For the first time, credible papal contenders come from at least three distinct regions: Europe, Africa and Latin America.

One by one, in cars driven by aides through a steady rain, the cardinals arrived at the gates of Vatican City. They were saluted by a single Swiss Guard, wearing a dark foul-weather cloak over his traditional purple-gold-and-red uniform. The cars passed over the gray cobblestones to the hotel — which John Paul ordered built to end the spartan and makeshift quarters arranged for past conclaves.

The rules of the conclave are strict: no phones, television, publications or outside contact. All staff — including cooks, maids, elevator operators and drivers who will shuttle them the few hundred yards from the hotel to the Sistine Chapel — have taken vows of silence.

For the first time ever, cardinals will be allowed to move about Vatican City freely once the voting starts, though they are forbidden to talk to anyone who hasn't been sworn to secrecy. The penalty is severe — excommunication.

At the North American College seminary, some of the 11 U.S. cardinals joining the conclave posed for a group photograph before making the five-minute trip to the Vatican. Cardinal Roger Mahony of Los Angeles carried a set of red robes in a clear garment bag and a small overnight bag hung from one shoulder. They made no comments to reporters.

The Turin daily newspaper La Stampa reported that many cardinals, preparing for a stressful stretch ahead, had packed compact disc players and headphones along with prayer books and their red hats. Other prelates, it reported, brought along favorite snacks.

The public will get one more chance to view the cardinals before they begin their deliberations. On Monday morning, a special Mass at St. Peter's Basilica is scheduled in the memory of John Paul, who died April 2 at the age of 84 and is buried with many other popes in the grottoes reached by stairs near the altar.

Later in the day, the cardinals will gather in the Apostolic Palace for a procession to the Sistine Chapel while chanting a hymn seeking inspiration from the Holy Spirit.

The cardinals then hear a prayer in Latin by the dean of the College of Cardinals, German Cardinal Joseph Ratzinger, to be guided "in our hearts in love and in patience." Ratzinger, 78, is considered a possible papal candidate.

Once inside the chapel, the prelates can decide to hold a single ballot.
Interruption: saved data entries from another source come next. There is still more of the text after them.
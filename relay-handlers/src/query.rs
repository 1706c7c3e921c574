//! Query handler: relays a plain text message through the completion endpoint.
//!
//! Prompt = query template + current knowledge + preamble + user text. On success the
//! reply is the model text unaltered. Completion failures are forwarded as an
//! `Error: …` diagnostic reply; local I/O failures get a generic apology. Nothing
//! propagates out of the handler.

use std::sync::Arc;

use async_trait::async_trait;
use completion_client::CompletionClient;
use kbot_core::{Handler, HandlerResponse, Message, Result};
use knowledge::KnowledgeStore;
use prompt::{build_query, PromptError, PromptTemplates};
use tracing::{error, info, warn};

/// Apology sent when the request cannot be processed locally (I/O, oversized prompt).
pub const MSG_TRY_AGAIN: &str = "Sorry, I can't respond right now. Please try again later.";

/// How much inbound text is kept in log fields.
const LOG_CONTENT_MAX_CHARS: usize = 120;

fn truncate_for_log(text: &str) -> String {
    text.chars().take(LOG_CONTENT_MAX_CHARS).collect()
}

/// Relays text questions to the completion endpoint, augmented with the knowledge file.
pub struct QueryHandler {
    client: Arc<dyn CompletionClient>,
    store: Arc<KnowledgeStore>,
    templates: Arc<PromptTemplates>,
}

impl QueryHandler {
    pub fn new(
        client: Arc<dyn CompletionClient>,
        store: Arc<KnowledgeStore>,
        templates: Arc<PromptTemplates>,
    ) -> Self {
        Self {
            client,
            store,
            templates,
        }
    }
}

#[async_trait]
impl Handler for QueryHandler {
    async fn handle(&self, message: &Message) -> Result<HandlerResponse> {
        if message.message_type != "text" {
            return Ok(HandlerResponse::Continue);
        }
        let text = message.content.trim();
        // Commands are dealt with earlier in the chain; guard anyway so this handler
        // never relays one when used standalone.
        if text.is_empty() || text.starts_with('/') {
            return Ok(HandlerResponse::Continue);
        }

        info!(
            user_id = message.user.id,
            chat_id = message.chat.id,
            content = %truncate_for_log(text),
            "relaying user question"
        );

        let knowledge = match self.store.read().await {
            Ok(content) => content,
            Err(e) => {
                error!(error = %e, user_id = message.user.id, "failed to read knowledge file");
                return Ok(HandlerResponse::Reply(MSG_TRY_AGAIN.to_string()));
            }
        };

        let prompt = match build_query(&self.templates, &knowledge, text) {
            Ok(prompt) => prompt,
            Err(e @ PromptError::TooLarge { .. }) => {
                warn!(error = %e, user_id = message.user.id, "query prompt over size limit");
                return Ok(HandlerResponse::Reply(MSG_TRY_AGAIN.to_string()));
            }
        };

        match self.client.submit(&prompt).await {
            Ok(reply) => {
                info!(
                    user_id = message.user.id,
                    reply_len = reply.len(),
                    "completion reply relayed"
                );
                Ok(HandlerResponse::Reply(reply))
            }
            Err(e) => {
                error!(error = %e, user_id = message.user.id, "completion call failed");
                Ok(HandlerResponse::Reply(format!("Error: {}", e)))
            }
        }
    }
}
If not, they will begin voting Tuesday morning with four ballots a day. At least 77 votes — or two-thirds of attending — are needed to elect a pontiff during initial balloting. Under rules updated in 1996 by the late pontiff, it could shrink to a simple majority at some point in the second week.
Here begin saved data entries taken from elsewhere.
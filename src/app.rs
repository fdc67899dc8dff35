use std::collections::HashMap;
use std::time::{Duration, Instant};

use ratatui::layout::Rect;
use tracing::{debug, info, warn};

use crate::components::grid::GridLayout;
use crate::config::AppConfig;
use crate::dispatch::{Mutation, Request, Target};
use crate::error::{ApiError, ValidationError};
use crate::event::ApiEvent;
use crate::folder::address::{AddressBar, AddressCommand};
use crate::folder::browser::{Browser, Fetch, ViewMode};
use crate::folder::dialog::{icon_index, ActiveDialog, DialogState, ICON_CHOICES};
use crate::folder::item::{Expansion, FolderItem, ItemId, ItemKind};
use crate::folder::menu::{available_actions, ContextAction, ContextMenu};
use crate::folder::mutation::{self, TransferMode};
use crate::folder::path;
use crate::folder::selection::{Bounds, Point, PointerButton};
use crate::folder::tree::{ItemTree, Row, SortBy};
use crate::theme::{resolve_theme, ThemeColors};

/// How long a toast stays on screen.
pub const TOAST_TTL: Duration = Duration::from_secs(3);
/// Two clicks on the same item within this window open it.
pub const DOUBLE_CLICK: Duration = Duration::from_millis(400);

#[derive(Debug, Clone, Copy, PartialEq, Eq)]
pub enum ToastKind {
    Success,
    Error,
    Info,
}

/// A transient message in the status bar.
#[derive(Debug, Clone)]
pub struct Toast {
    pub message: String,
    pub kind: ToastKind,
    pub created: Instant,
}

/// Where things were drawn last frame, for mouse hit-testing.
#[derive(Debug, Clone, Default)]
pub struct ScreenLayout {
    pub address: Rect,
    /// Screen column span `[start, end)` of each breadcrumb.
    pub crumbs: Vec<(u16, u16)>,
    /// Listing area inside its border.
    pub content: Rect,
    pub grid: GridLayout,
    /// Item boxes in content coordinates, in row order.
    pub boxes: Vec<(ItemId, Bounds)>,
    pub menu: Option<Rect>,
    pub dialog: Option<Rect>,
}

/// Work left to do once a mutation's response arrives.
#[derive(Debug, Clone, PartialEq, Eq)]
enum Followup {
    None,
    RecordComment(ItemId),
    /// Swap the locally generated id for the one the backend assigned.
    AdoptServerId(ItemId),
}

/// A mutation applied locally and awaiting the backend.
struct PendingMutation {
    /// Tree before the local edit; `None` for operations with no local edit.
    snapshot: Option<ItemTree>,
    /// Value of `mutation_seq` right after this edit was applied.
    seq: u64,
    generation: u64,
    label: &'static str,
    success: String,
    followup: Followup,
}

/// Main application state.
pub struct App {
    pub browser: Browser,
    pub dialog: DialogState,
    pub menu: Option<ContextMenu>,
    /// Items the open context menu acts on. Empty for the background menu.
    pub menu_targets: Vec<ItemId>,
    pub toast: Option<Toast>,
    pub theme: ThemeColors,
    pub layout: ScreenLayout,
    pub show_help: bool,
    pub help_scroll: usize,
    pub should_quit: bool,
    pub confirm_delete: bool,
    pub grid_cell_width: u16,
    pub use_icons: bool,
    clear_delay: Duration,
    pending: HashMap<u64, PendingMutation>,
    next_op: u64,
    mutation_seq: u64,
    outbox: Vec<Request>,
    last_click: Option<(ItemId, Instant)>,
    /// Keys go to the address bar input.
    typing: bool,
}
//! Local edits applied to an [`ItemTree`] before (or instead of) a backend
//! round-trip.
//!
//! Each function touches only the tree it is given. The caller owns the
//! snapshot used for rollback and the request sent to the backend.

use std::collections::HashSet;

use crate::error::ValidationError;
use crate::folder::item::{Expansion, FolderItem, ItemId};
use crate::folder::path;
use crate::folder::tree::ItemTree;

/// Copy keeps the originals; Move prunes them.
#[derive(Debug, Clone, Copy, PartialEq, Eq)]
pub enum TransferMode {
    Copy,
    Move,
}

impl TransferMode {
    pub fn label(self) -> &'static str {
        match self {
            TransferMode::Copy => "Copy",
            TransferMode::Move => "Move",
        }
    }
}

/// Confirmation prompt for deleting `count` items.
pub fn delete_prompt(count: usize) -> String {
    if count == 1 {
        "Delete this item?".to_string()
    } else {
        format!("Delete these {} items?", count)
    }
}

/// Check a proposed name for a new or renamed item under `parent`.
///
/// `current` is the name being replaced, if any.
pub fn validate_name(
    tree: &ItemTree,
    parent: &str,
    name: &str,
    current: Option<&str>,
) -> Result<String, ValidationError> {
    let name = name.trim();
    if name.is_empty() {
        return Err(ValidationError::EmptyName);
    }
    if current == Some(name) {
        return Err(ValidationError::UnchangedName);
    }
    if name.contains('/') {
        return Err(ValidationError::InvalidCharacter);
    }
    // A case-only rename of the same item is not a collision.
    let same_item = current.is_some_and(|c| c.eq_ignore_ascii_case(name));
    if !same_item && tree.contains_name(parent, name) {
        return Err(ValidationError::DuplicateName(name.to_string()));
    }
    Ok(name.to_string())
}

/// Remove every item in `ids` from every loaded level. Returns what was removed.
pub fn delete(tree: &mut ItemTree, ids: &[ItemId]) -> Vec<FolderItem> {
    let targets: HashSet<&ItemId> = ids.iter().collect();
    let mut removed = Vec::new();
    prune(&mut tree.items, &targets, &mut removed);
    removed
}

fn prune(items: &mut Vec<FolderItem>, targets: &HashSet<&ItemId>, removed: &mut Vec<FolderItem>) {
    let mut kept = Vec::with_capacity(items.len());
    for mut item in items.drain(..) {
        if targets.contains(&item.id) {
            removed.push(item);
            continue;
        }
        if let Some(children) = &mut item.children {
            prune(children, targets, removed);
        }
        kept.push(item);
    }
    *items = kept;
}

/// Rename one item in place, rebasing its subtree's paths.
pub fn rename(tree: &mut ItemTree, id: &ItemId, new_name: &str) -> Result<(), ValidationError> {
    let (old_path, old_name) = {
        let item = tree.find_by_id(id).ok_or(ValidationError::MissingItem)?;
        (item.path.clone(), item.name.clone())
    };
    let parent = path::parent(&old_path).unwrap_or("/").to_string();
    let new_name = validate_name(tree, &parent, new_name, Some(&old_name))?;

    let item = tree.find_by_id_mut(id).ok_or(ValidationError::MissingItem)?;
    let new_path = path::join(&parent, &new_name);
    item.name = new_name;
    item.rebase_prefix(&old_path, &new_path);

    let (sort_by, folders_first) = (tree.sort_by, tree.folders_first);
    if let Some(siblings) = tree.children_at_mut(&parent) {
        ItemTree::sort_items(siblings, sort_by, folders_first);
    }
    Ok(())
}

/// Copy or move `ids` under `dest`.
///
/// Returns the items as they now exist under the destination (cloned for
/// Copy, the originals for Move). The destination is either the tree root,
/// a loaded folder found by exact path, or an unloaded folder, in which case
/// nothing is inserted locally and the next expansion fetches it.
pub fn transfer(
    tree: &mut ItemTree,
    ids: &[ItemId],
    dest: &str,
    mode: TransferMode,
) -> Result<Vec<FolderItem>, ValidationError> {
    let dest = path::normalize(dest);
    let mut sources = Vec::with_capacity(ids.len());
    for id in ids {
        let item = tree.find_by_id(id).ok_or(ValidationError::MissingItem)?;
        if item.is_folder() && path::is_within(&dest, &item.path) {
            return Err(ValidationError::DestinationInsideSource);
        }
        sources.push(item.clone());
    }
    // A folder carries its selected descendants along.
    let source_paths: Vec<String> = sources.iter().map(|s| s.path.clone()).collect();
    let outer = path::outermost(&source_paths);
    sources.retain(|item| outer.contains(&item.path));

    if mode == TransferMode::Move {
        delete(tree, ids);
    }

    let mut taken: Vec<String> = tree
        .children_at(&dest)
        .map(|children| children.iter().map(|c| c.name.to_lowercase()).collect())
        .unwrap_or_default();

    let mut placed = Vec::with_capacity(sources.len());
    for mut item in sources {
        if mode == TransferMode::Copy {
            item.regenerate_ids();
        }
        let name = unique_name(&item.name, &taken);
        taken.push(name.to_lowercase());
        let old_path = item.path.clone();
        item.name = name;
        let new_path = path::join(&dest, &item.name);
        item.rebase_prefix(&old_path, &new_path);
        placed.push(item);
    }

    let (sort_by, folders_first) = (tree.sort_by, tree.folders_first);
    if let Some(children) = tree.children_at_mut(&dest) {
        children.extend(placed.iter().cloned());
        ItemTree::sort_items(children, sort_by, folders_first);
    } else if let Some(folder) = tree.find_by_path_mut(&dest) {
        // Known but never expanded: leave it unloaded so the next expand fetches it.
        folder.expansion = Expansion::Unloaded;
    }
    Ok(placed)
}

/// Resolve a name collision by appending ` (copy)`, ` (copy 2)`, etc.
pub fn unique_name(name: &str, taken: &[String]) -> String {
    if !taken.contains(&name.to_lowercase()) {
        return name.to_string();
    }

    let (stem, ext) = match name.rfind('.') {
        Some(idx) if idx > 0 => (&name[..idx], Some(&name[idx + 1..])),
        _ => (name, None),
    };

    for i in 1..=1000 {
        let suffix = if i == 1 {
            " (copy)".to_string()
        } else {
            format!(" (copy {})", i)
        };
        let candidate = match ext {
            Some(e) => format!("{}{}.{}", stem, suffix, e),
            None => format!("{}{}", stem, suffix),
        };
        if !taken.contains(&candidate.to_lowercase()) {
            return candidate;
        }
    }

    name.to_string()
}

/// Insert a new, empty folder under `parent`.
pub fn insert_folder(
    tree: &mut ItemTree,
    parent: &str,
    name: &str,
) -> Result<FolderItem, ValidationError> {
    let name = validate_name(tree, parent, name, None)?;
    let mut folder = FolderItem::folder(ItemId::generate().0, parent, &name);
    folder.children = Some(Vec::new());
    folder.expansion = Expansion::Collapsed;

    let (sort_by, folders_first) = (tree.sort_by, tree.folders_first);
    match tree.children_at_mut(parent) {
        Some(children) => {
            children.push(folder.clone());
            ItemTree::sort_items(children, sort_by, folders_first);
        }
        None => {
            if let Some(node) = tree.find_by_path_mut(parent) {
                node.expansion = Expansion::Unloaded;
            }
        }
    }
    Ok(folder)
}

/// Set (or clear) a folder's icon. Returns the previous icon.
pub fn change_icon(
    tree: &mut ItemTree,
    id: &ItemId,
    icon: Option<String>,
) -> Result<Option<String>, ValidationError> {
    let item = tree.find_by_id_mut(id).ok_or(ValidationError::MissingItem)?;
    Ok(std::mem::replace(&mut item.icon, icon))
}

/// Record a comment that the backend accepted.
pub fn record_comment(tree: &mut ItemTree, id: &ItemId) {
    if let Some(item) = tree.find_by_id_mut(id) {
        item.comment_count += 1;
    }
}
Another new element comes with this conclave: Bells will ring after a new pope is chosen in an effort to avoid confusion over the color of smoke wafting from the chapel's chimney. The smoke is black if balloting fails to produce a pontiff and white if a choice is made.

The next pope's name will be announced from the central balcony of the basilica a short time later.

Italians — who hold the largest national bloc in the conclave with 20 cardinals — apparently have struggled to reach a consensus on whether to back one of their own for the papacy, wrote Marco Politi, Vatican expert for the Rome daily newspaper La Repubblica.

The Polish-born John Paul was the first non-Italian pope in 455 years. Several Italians have been mentioned as papal prospects, including Milan Cardinal Dionigi Tettamanzi.

Cardinals who are under 80 years old and allowed to participate in the conclave agreed not to give interviews during their daily meetings to prepare for the gathering. The source for La Repubblica's assessment was not mentioned.

Italian Cardinal Salvatore Pappalardo, who at 86 is too old to vote, indicated in remarks on Italian state radio Sunday that he believed his younger peers would be looking for a candidate who would be in tune with global problems — particularly issues of justice, peace and even the environment.

"Providence sends a pope [to meet the needs] of every era," he said.